SWISS-PROT RELEASE 5.0 RELEASE NOTES
Date: September 8, 1987
Author: A. Bairoch
INTRODUCTION
Release 5.0 of SWISS-PROT contains 5205 sequence entries,
comprising 1'327'683 amino acids abstracted from 5673
references. This represents an increase of 28% over release
4.0. The recent growth of the data bank is summarized
below:
Release Date Number of entries Nb of amino
acids
3.0 11/86 4160 969 641
4.0 04/87 4387 1 036 010
5.0 09/87 5205 1 327 683
SOURCE OF DATA
Release 5.0 has been updated using protein sequence data
from release 12.0 of the PIR protein data bank, as well as
translation of nucleic-acid sequence data from release 12.0
of the EMBL nucleotide Data Library. The statistics for the
source of the sequences in release 5.0 of SWISS-PROT are:
Entries adapted from PIR entries 4419
Entries translated from EMBL entries 708
Entries entered "in house" 78
DESCRIPTION OF THE CHANGES MADE TO SWISS-PROT SINCE RELEASE 4
New sequence data
To make SWISS-PROT as complete as possible we have scanned
the EMBL Data Library for sequences not yet available in
the protein data bank and we have translated and annotated
some 700 additional sequences.
In addition to those new sequences, some 200 existing
entries have been updated with sequence data translated
from EMBL entries.
We also have started to introduce DR lines pointing to the
primary accession number of the nucleotide sequence entry
in EMBL to entries which were sequenced at the DNA or RNA
level. The current statistics for DR lines are the
following:
Entries with pointer line(s) to a PIR entry 4419
Entries with pointer line(s) to an EMBL entry 1512
Entries with pointer line(s) to a PDB entry 140
Modifications in the feature keys
- A new feature key has been introduced with this release:
MUTAGEN which is used to describe sites which have been
experimentally altered.
- The description part of the CONFLICT and VARIANT keys
now follows a precise format.
a) If the position described is missing the description
part will be similar to those shown in the following
examples:
FT CONFLICT 33 33 MISSING (IN REF. 2).
FT VARIANT 12 245 MISSING (IN SMALL VARIANT).
b) Positions with amino acid change(s) are now described
as shown in the following examples:
FT CONFLICT 60 60 P -> A (IN REF. 2).
FT CONFLICT 1 5 ASTQS -> GAWTL (IN REF. 3).
FT VARIANT 39 39 P -> G (IN 50% OF THE MOLECULES).
Format modifications
We have made a number of small modifications to the format
of SWISS-PROT to make it more compatible with that of the
EMBL Data Library. Those format changes are the following:
- Journal abbreviations are now identical in both data
banks.
- The format of the RL line for submitted data and for
Ph.D. thesis has been modified to be compatible with
that used in the EMBL Data Library.
- In the DT line, there are now two spaces between the
date and the comment part (instead of one in previous
releases).
Organism identification code changes
We have modified some viruses organism identification codes
to make them compatible with the abbreviations commonly
used. Among the codes changed are those of the AIDS viruses
which now have organism codes starting with HIV1 or HIV2.
Various changes
- Keywords have been updated in a significant number of
entries.
- Cytochrome P450 entry names and descriptions have been
totally modified to take in account new nomenclature.
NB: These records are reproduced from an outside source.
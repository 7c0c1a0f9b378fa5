// Job Queue Port (at-least-once delivery, no ordering guarantee)

use crate::domain::JobMessage;
use crate::error::Result;
use async_trait::async_trait;

/// One delivered queue message
#[derive(Debug, Clone, PartialEq, Eq)]
pub struct Delivery {
    /// Opaque handle used to acknowledge this delivery
    pub receipt: String,
    /// Raw message body (JSON job message)
    pub body: String,
    /// How many times this message has been handed out, including this one
    pub receive_count: u32,
}

/// Message queue carrying job descriptions
#[async_trait]
pub trait JobQueue: Send + Sync {
    /// Publish a job message
    async fn send(&self, message: &JobMessage) -> Result<()>;

    /// Claim up to `max_messages` visible messages
    ///
    /// Claimed messages stay hidden until acknowledged; adapters decide
    /// when unacknowledged messages become visible again.
    async fn receive(&self, max_messages: usize) -> Result<Vec<Delivery>>;

    /// Acknowledge (delete) a delivered message
    async fn ack(&self, receipt: &str) -> Result<()>;
}

// ============================================================================
// In-Memory Implementation
// ============================================================================

pub mod memory {
    use super::*;
    use std::collections::{HashMap, VecDeque};
    use std::sync::Mutex;

    #[derive(Default)]
    struct QueueState {
        next_id: u64,
        visible: VecDeque<(u64, String, u32)>,
        in_flight: HashMap<u64, (String, u32)>,
    }

    /// FIFO in-memory queue; unacked messages return only via `redeliver_in_flight`
    #[derive(Default)]
    pub struct InMemoryJobQueue {
        state: Mutex<QueueState>,
    }

    impl InMemoryJobQueue {
        pub fn new() -> Self {
            Self::default()
        }

        /// Enqueue a raw body (used to inject malformed messages)
        pub fn push_raw(&self, body: impl Into<String>) {
            let mut state = self.state.lock().unwrap();
            state.next_id += 1;
            let id = state.next_id;
            state.visible.push_back((id, body.into(), 0));
        }

        /// Pop the next message body without the receive/ack cycle
        pub fn poll(&self) -> Option<String> {
            self.state
                .lock()
                .unwrap()
                .visible
                .pop_front()
                .map(|(_, body, _)| body)
        }

        /// Make every unacknowledged delivery visible again
        pub fn redeliver_in_flight(&self) -> usize {
            let mut state = self.state.lock().unwrap();
            let mut ids: Vec<u64> = state.in_flight.keys().copied().collect();
            ids.sort_unstable();
            for id in &ids {
                if let Some((body, count)) = state.in_flight.remove(id) {
                    state.visible.push_back((*id, body, count));
                }
            }
            ids.len()
        }

        /// Visible messages waiting for delivery
        pub fn len(&self) -> usize {
            self.state.lock().unwrap().visible.len()
        }

        pub fn is_empty(&self) -> bool {
            self.len() == 0
        }

        pub fn in_flight(&self) -> usize {
            self.state.lock().unwrap().in_flight.len()
        }
    }

    #[async_trait]
    impl JobQueue for InMemoryJobQueue {
        async fn send(&self, message: &JobMessage) -> Result<()> {
            self.push_raw(message.to_json()?);
            Ok(())
        }

        async fn receive(&self, max_messages: usize) -> Result<Vec<Delivery>> {
            let mut state = self.state.lock().unwrap();
            let mut deliveries = Vec::new();
            while deliveries.len() < max_messages {
                let Some((id, body, count)) = state.visible.pop_front() else {
                    break;
                };
                let receive_count = count + 1;
                state.in_flight.insert(id, (body.clone(), receive_count));
                deliveries.push(Delivery {
                    receipt: id.to_string(),
                    body,
                    receive_count,
                });
            }
            Ok(deliveries)
        }

        async fn ack(&self, receipt: &str) -> Result<()> {
            if let Ok(id) = receipt.parse::<u64>() {
                self.state.lock().unwrap().in_flight.remove(&id);
            }
            Ok(())
        }
    }
}

#[cfg(test)]
mod tests {
    use super::memory::InMemoryJobQueue;
    use super::*;

    #[tokio::test]
    async fn test_receive_ack_and_redelivery() {
        let queue = InMemoryJobQueue::new();
        queue.push_raw("first");
        queue.push_raw("second");

        let batch = queue.receive(10).await.unwrap();
        assert_eq!(batch.len(), 2);
        assert_eq!(batch[0].body, "first");
        assert_eq!(batch[0].receive_count, 1);
        assert!(queue.is_empty());

        queue.ack(&batch[0].receipt).await.unwrap();
        assert_eq!(queue.in_flight(), 1);

        assert_eq!(queue.redeliver_in_flight(), 1);
        let again = queue.receive(10).await.unwrap();
        assert_eq!(again.len(), 1);
        assert_eq!(again[0].body, "second");
        assert_eq!(again[0].receive_count, 2);
    }

    #[tokio::test]
    async fn test_receive_respects_max_messages() {
        let queue = InMemoryJobQueue::new();
        for i in 0..5 {
            queue.push_raw(format!("m{}", i));
        }
        assert_eq!(queue.receive(2).await.unwrap().len(), 2);
        assert_eq!(queue.len(), 3);
    }
}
- The annotations of a number of protein families has been
updated and completed using recent reviews (among those
reviewed are: cystatins, ubiquitins, RAS oncogenes, "EF-
hand" calcium-binding proteins, ferritins,
serine/threonine protein kinases, GTP binding proteins,
etc).
THE NEXT RELEASE
SWISS-PROT release 6.0 will be probably ready in the end of
january or beginning of february 1987, it will include new
data from PIR release 13 and a significant number of
additional translated EMBL release 13 sequences.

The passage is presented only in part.